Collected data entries
----
//! Property tests for the inclusion filter and the descendant walk.

use std::fs;
use std::path::{Path, PathBuf};

use proptest::prelude::*;

use slink::domain::policies::{is_within, InclusionFilter};

fn segment() -> impl Strategy<Value = String> {
    proptest::string::string_regex("[A-Za-z0-9_-]{1,8}").unwrap()
}

fn relative_path() -> impl Strategy<Value = PathBuf> {
    proptest::collection::vec(segment(), 0..=5)
        .prop_map(|segments| segments.iter().collect::<PathBuf>())
}

proptest! {
    #![proptest_config(ProptestConfig {
        cases: 128,
        .. ProptestConfig::default()
    })]

    /// PROPERTY: the descendant walk terminates and never panics on arbitrary input.
    #[test]
    fn property_is_within_never_panics(
        path in "(?s).{0,128}",
        dir in "(?s).{0,64}"
    ) {
        let _ = is_within(Path::new(&path), Path::new(&dir));
    }

    /// PROPERTY: the descendant walk agrees with component-wise prefix matching.
    #[test]
    fn property_is_within_matches_component_prefix(
        base in relative_path(),
        below in relative_path(),
        other in relative_path()
    ) {
        let root = Path::new("/src");
        let dir = root.join(&base);

        prop_assert!(is_within(&dir.join(&below), &dir));

        let candidate = root.join(&other);
        prop_assert_eq!(is_within(&candidate, &dir), candidate.starts_with(&dir));
    }

    /// PROPERTY: declared entries that do not exist never match anything.
    #[test]
    fn property_missing_entries_match_nothing(
        entries in proptest::collection::vec(segment(), 1..4),
        path in relative_path()
    ) {
        let root = Path::new("/this/root/does/not/exist");
        let filter = InclusionFilter::new(root, Some(&entries));

        prop_assert!(!filter.is_of_interest(&root.join(path)));
    }

    /// PROPERTY: a path matches only if it lies under a declared directory.
    #[test]
    fn property_never_matches_outside_declared_dir(
        path in relative_path()
    ) {
        let tmp = tempfile::tempdir().unwrap();
        let root = tmp.path();
        fs::create_dir_all(root.join("lib")).unwrap();
        let filter = InclusionFilter::new(root, Some(&["lib".to_string()]));

        let candidate = root.join(&path);
        prop_assert_eq!(
            filter.is_of_interest(&candidate),
            path.starts_with("lib")
        );
    }
}
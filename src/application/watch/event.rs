//! Watch event types and options

use std::path::PathBuf;
use std::time::Duration;

use crate::config::Config;

/// Options shared by every session of a watch run.
#[derive(Debug, Clone, PartialEq, Eq)]
pub struct WatchOptions {
    /// Pause between the end of one tick and the start of the next
    pub interval: Duration,
    /// Absolute path of the rebuild trigger file
    pub trigger_file: PathBuf,
    /// Nested dependency folder name (pruned)
    pub modules_dir: String,
    /// Build output folder name (pruned)
    pub build_dir: String,
    /// Folders whose changes are not reported
    pub quiet_dirs: Vec<String>,
}

impl WatchOptions {
    /// Options for a watch started from `cwd`.
    pub fn from_config(config: &Config, cwd: &std::path::Path) -> Self {
        Self {
            interval: config.watch.interval(),
            trigger_file: cwd.join(&config.watch.trigger_file),
            modules_dir: config.npm.modules_dir.clone(),
            build_dir: config.watch.build_dir.clone(),
            quiet_dirs: config.watch.quiet_dirs.clone(),
        }
    }
}

/// What happened to a single source entry during a tick.
#[derive(Debug, Clone, Copy, PartialEq, Eq)]
pub enum SyncAction {
    /// Destination directory created
    DirCreated,
    /// File copied to the destination
    Copied,
    /// File outside the package's shipped content
    Ignored,
    /// The package manifest changed; the session must end
    ManifestChanged,
}

/// A reportable change, with `path` relative to the package source root.
#[derive(Debug, Clone, PartialEq, Eq)]
pub struct SyncEvent {
    pub package: String,
    pub path: PathBuf,
    pub action: SyncAction,
}

/// Counters for one tick.
#[derive(Debug, Clone, Copy, Default, PartialEq, Eq)]
pub struct TickStats {
    pub copied: usize,
    pub dirs_created: usize,
    pub ignored: usize,
    pub unchanged: usize,
    pub failed: usize,
}

/// Result of one tick.
#[derive(Debug, Clone, Copy, PartialEq, Eq)]
pub enum TickOutcome {
    Completed(TickStats),
    /// The walk stopped at a manifest change
    ManifestChanged(TickStats),
}

impl TickOutcome {
    pub fn stats(&self) -> TickStats {
        match self {
            TickOutcome::Completed(stats) | TickOutcome::ManifestChanged(stats) => *stats,
        }
    }
}

/// Why a watch run ended.
#[derive(Debug, Clone, PartialEq, Eq)]
pub enum WatchExit {
    /// The cancellation token was triggered
    Cancelled,
    /// A package manifest changed mid-session
    ManifestChanged { package: String },
}
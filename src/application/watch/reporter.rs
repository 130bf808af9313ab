//! Change reporting policy
//!
//! Decides which sync events reach the user. The initial tick mirrors the
//! whole package silently, and activity under tool/VCS folders is never
//! reported. A manifest change is always reported.

use std::path::Path;

use crate::domain::value_objects::ReservedPaths;

use super::event::SyncAction;

#[derive(Debug, Clone)]
pub struct ChangeReporter {
    reserved: ReservedPaths,
}

impl ChangeReporter {
    pub fn new(reserved: ReservedPaths) -> Self {
        Self { reserved }
    }

    /// `absolute` is the source path the event refers to.
    pub fn should_report(
        &self,
        source_root: &Path,
        absolute: &Path,
        action: SyncAction,
        initial_tick: bool,
    ) -> bool {
        match action {
            SyncAction::ManifestChanged => true,
            _ => !initial_tick && !self.reserved.is_quiet(source_root, absolute),
        }
    }
}

#[cfg(test)]
mod tests {
    use super::*;

    fn reporter() -> ChangeReporter {
        ChangeReporter::new(ReservedPaths::with_defaults(Path::new("/p")))
    }

    #[test]
    fn initial_tick_is_silent() {
        let r = reporter();
        let root = Path::new("/p");
        assert!(!r.should_report(root, Path::new("/p/lib/a.js"), SyncAction::Copied, true));
        assert!(r.should_report(root, Path::new("/p/lib/a.js"), SyncAction::Copied, false));
    }

    #[test]
    fn tool_folders_are_silent() {
        let r = reporter();
        let root = Path::new("/p");
        assert!(!r.should_report(root, Path::new("/p/.git/index"), SyncAction::Ignored, false));
        assert!(!r.should_report(root, Path::new("/p/.idea/x.xml"), SyncAction::Copied, false));
    }

    #[test]
    fn manifest_change_always_reported() {
        let r = reporter();
        let root = Path::new("/p");
        assert!(r.should_report(
            root,
            Path::new("/p/package.json"),
            SyncAction::ManifestChanged,
            true
        ));
    }
}
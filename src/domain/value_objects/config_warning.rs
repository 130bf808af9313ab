//! Configuration warning value object.

use std::fmt;
use std::path::PathBuf;

/// Non-fatal configuration warning surfaced to CLI users.
///
/// Produced when a config file contains keys slink does not understand.
#[derive(Debug, Clone, PartialEq, Eq)]
pub struct ConfigWarning {
    /// The unknown key (last path segment)
    pub key: String,
    /// The file where the key was found
    pub file: PathBuf,
    /// The line number (1-indexed) if available
    pub line: Option<usize>,
    /// A suggested correction if available
    pub suggestion: Option<String>,
}

impl fmt::Display for ConfigWarning {
    fn fmt(&self, f: &mut fmt::Formatter<'_>) -> fmt::Result {
        write!(f, "unknown config key '{}' in {}", self.key, self.file.display())?;
        if let Some(line) = self.line {
            write!(f, ":{}", line)?;
        }
        if let Some(suggestion) = &self.suggestion {
            write!(f, " (did you mean '{}'?)", suggestion)?;
        }
        Ok(())
    }
}
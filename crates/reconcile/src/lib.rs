//! kspec reconciliation controller.
//!
//! For every resource kind present in the desired state the controller runs
//! `COLLECTING -> FILTERING -> DIFFING -> EXECUTING -> DONE`, resolving its collector and
//! operation from the extension registry. Change execution is the only concurrent step.
//! A run returns one `ChangeResult` per change plus failure entries for resources or
//! kinds that never reached diffing; only wiring, configuration and duplicate-key
//! errors abort the whole run.

#![forbid(unsafe_code)]

use std::fmt;
use std::str::FromStr;

use kspec_change::ChangeError;
use kspec_core::{ChangeType, ConfigError, Configuration, ResourceChange, ResourceType};
use kspec_extension::RegistryError;
use kspec_selector::AggregateSelector;
use serde::{Deserialize, Serialize};
use thiserror::Error;

pub mod controller;
pub mod extension;
pub mod mock;

pub use controller::{Reconciler, RunState};
pub use extension::{Collector, IgnoreAnnotated, Operation, Transformation, Validation};

/// Which change types a run may execute.
#[derive(Debug, Clone, Copy, Default, PartialEq, Eq, Hash, Serialize, Deserialize)]
#[serde(rename_all = "UPPERCASE")]
pub enum ReconciliationMode {
    /// Only `Add`.
    Create,
    /// Only `Delete`.
    Delete,
    /// `Add` and `Update`.
    Update,
    /// Everything.
    #[default]
    Full,
}

impl ReconciliationMode {
    pub fn allows(self, t: ChangeType) -> bool {
        match (self, t) {
            (_, ChangeType::None) => false,
            (ReconciliationMode::Full, _) => true,
            (ReconciliationMode::Create, ChangeType::Add) => true,
            (ReconciliationMode::Delete, ChangeType::Delete) => true,
            (ReconciliationMode::Update, ChangeType::Add | ChangeType::Update) => true,
            _ => false,
        }
    }

    pub fn as_str(self) -> &'static str {
        match self {
            ReconciliationMode::Create => "CREATE",
            ReconciliationMode::Delete => "DELETE",
            ReconciliationMode::Update => "UPDATE",
            ReconciliationMode::Full => "FULL",
        }
    }
}

impl fmt::Display for ReconciliationMode {
    fn fmt(&self, f: &mut fmt::Formatter<'_>) -> fmt::Result { f.write_str(self.as_str()) }
}

impl FromStr for ReconciliationMode {
    type Err = ConfigError;
    fn from_str(s: &str) -> Result<Self, Self::Err> {
        match s.to_ascii_lowercase().as_str() {
            "create" => Ok(ReconciliationMode::Create),
            "delete" => Ok(ReconciliationMode::Delete),
            "update" => Ok(ReconciliationMode::Update),
            "full" | "apply" => Ok(ReconciliationMode::Full),
            other => Err(ConfigError::invalid("mode", format!("unknown reconciliation mode '{}'", other))),
        }
    }
}

/// Per-run inputs besides the desired resources.
#[derive(Debug, Clone, Default)]
pub struct ReconciliationContext {
    pub dry_run: bool,
    pub selector: AggregateSelector,
    pub configuration: Configuration,
}

impl ReconciliationContext {
    pub fn new(configuration: Configuration) -> Self { Self { configuration, ..Default::default() } }

    pub fn dry_run(mut self, on: bool) -> Self {
        self.dry_run = on;
        self
    }

    pub fn with_selector(mut self, selector: AggregateSelector) -> Self {
        self.selector = selector;
        self
    }
}

#[derive(Debug, Clone, Copy, PartialEq, Eq, Hash, Serialize, Deserialize)]
#[serde(rename_all = "UPPERCASE")]
pub enum ChangeStatus {
    /// Nothing to do.
    Ok,
    /// The operation applied the change.
    Changed,
    /// Dry-run: the change would be applied.
    Planned,
    /// Not executed: excluded by the mode or unsupported by the operation.
    Ignored,
    Failed,
}

impl fmt::Display for ChangeStatus {
    fn fmt(&self, f: &mut fmt::Formatter<'_>) -> fmt::Result {
        let s = match self {
            ChangeStatus::Ok => "OK",
            ChangeStatus::Changed => "CHANGED",
            ChangeStatus::Planned => "PLANNED",
            ChangeStatus::Ignored => "IGNORED",
            ChangeStatus::Failed => "FAILED",
        };
        f.pad(s)
    }
}

#[derive(Debug, Clone, PartialEq, Serialize)]
pub struct ChangeResult {
    pub status: ChangeStatus,
    #[serde(rename = "resourceType")]
    pub resource_type: ResourceType,
    /// Change key, resource name, or `*` for kind-level failures.
    pub key: String,
    #[serde(skip_serializing_if = "Option::is_none")]
    pub change: Option<ResourceChange>,
    pub description: String,
    #[serde(skip_serializing_if = "Option::is_none")]
    pub error: Option<String>,
}

impl ChangeResult {
    pub fn for_change(rt: &ResourceType, change: ResourceChange, status: ChangeStatus, description: String) -> Self {
        Self { status, resource_type: rt.clone(), key: change.key.clone(), change: Some(change), description, error: None }
    }

    pub fn failure(rt: &ResourceType, key: impl Into<String>, description: impl Into<String>, error: impl ToString) -> Self {
        Self {
            status: ChangeStatus::Failed,
            resource_type: rt.clone(),
            key: key.into(),
            change: None,
            description: description.into(),
            error: Some(error.to_string()),
        }
    }

    pub fn with_error(mut self, error: impl ToString) -> Self {
        self.status = ChangeStatus::Failed;
        self.error = Some(error.to_string());
        self
    }

    pub fn change_type(&self) -> Option<ChangeType> { self.change.as_ref().map(|c| c.change_type) }
    pub fn is_failed(&self) -> bool { self.status == ChangeStatus::Failed }
}

/// Backend query failure for one kind. Scoped to that kind's batch.
#[derive(Debug, Error)]
#[error("failed to collect {resource_type}: {message}")]
pub struct CollectorError {
    pub resource_type: ResourceType,
    pub message: String,
}

/// Apply-time failure of one change.
#[derive(Debug, Error)]
#[error("failed to apply {change_type} '{key}': {message}")]
pub struct OperationError {
    pub key: String,
    pub change_type: ChangeType,
    pub message: String,
}

/// Errors that abort a whole run.
#[derive(Debug, Error)]
pub enum ReconcileError {
    #[error(transparent)]
    Registry(#[from] RegistryError),
    #[error(transparent)]
    Config(#[from] ConfigError),
    #[error("{resource_type}: {source}")]
    Change { resource_type: ResourceType, #[source] source: ChangeError },
}

/// Counts per status, for reporting.
#[derive(Debug, Clone, Copy, Default, PartialEq, Eq, Serialize)]
pub struct RunSummary {
    pub ok: usize,
    pub changed: usize,
    pub planned: usize,
    pub ignored: usize,
    pub failed: usize,
}

impl RunSummary {
    pub fn of(results: &[ChangeResult]) -> Self {
        let mut s = Self::default();
        for r in results.iter() {
            match r.status {
                ChangeStatus::Ok => s.ok += 1,
                ChangeStatus::Changed => s.changed += 1,
                ChangeStatus::Planned => s.planned += 1,
                ChangeStatus::Ignored => s.ignored += 1,
                ChangeStatus::Failed => s.failed += 1,
            }
        }
        s
    }
}

impl fmt::Display for RunSummary {
    fn fmt(&self, f: &mut fmt::Formatter<'_>) -> fmt::Result {
        write!(
            f,
            "ok={} changed={} planned={} ignored={} failed={}",
            self.ok, self.changed, self.planned, self.ignored, self.failed
        )
    }
}

pub mod prelude {
    pub use super::{
        ChangeResult, ChangeStatus, Collector, Operation, ReconcileError, Reconciler, ReconciliationContext,
        ReconciliationMode, Transformation, Validation,
    };
}

#[cfg(test)]
mod tests {
    use super::*;

    #[test]
    fn modes_gate_change_types() {
        use ChangeType::*;
        let m = ReconciliationMode::Create;
        assert!(m.allows(Add) && !m.allows(Update) && !m.allows(Delete) && !m.allows(None));
        let m = ReconciliationMode::Delete;
        assert!(!m.allows(Add) && !m.allows(Update) && m.allows(Delete));
        let m = ReconciliationMode::Update;
        assert!(m.allows(Add) && m.allows(Update) && !m.allows(Delete));
        let m = ReconciliationMode::Full;
        assert!(m.allows(Add) && m.allows(Update) && m.allows(Delete) && !m.allows(None));
    }

    #[test]
    fn modes_parse_case_insensitively() {
        assert_eq!("create".parse::<ReconciliationMode>().unwrap(), ReconciliationMode::Create);
        assert_eq!("FULL".parse::<ReconciliationMode>().unwrap(), ReconciliationMode::Full);
        assert!("sometimes".parse::<ReconciliationMode>().is_err());
    }
}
----
* [Work order]:
Without changing anything, quote the lines from the top of the data to the line that contains "on arbitrary input.", including that line.

* [Output of the task]:
//! Property tests for the inclusion filter and the descendant walk.

use std::fs;
use std::path::{Path, PathBuf};

use proptest::prelude::*;

use slink::domain::policies::{is_within, InclusionFilter};

fn segment() -> impl Strategy<Value = String> {
    proptest::string::string_regex("[A-Za-z0-9_-]{1,8}").unwrap()
}

fn relative_path() -> impl Strategy<Value = PathBuf> {
    proptest::collection::vec(segment(), 0..=5)
        .prop_map(|segments| segments.iter().collect::<PathBuf>())
}

proptest! {
    #![proptest_config(ProptestConfig {
        cases: 128,
        .. ProptestConfig::default()
    })]

    /// PROPERTY: the descendant walk terminates and never panics on arbitrary input.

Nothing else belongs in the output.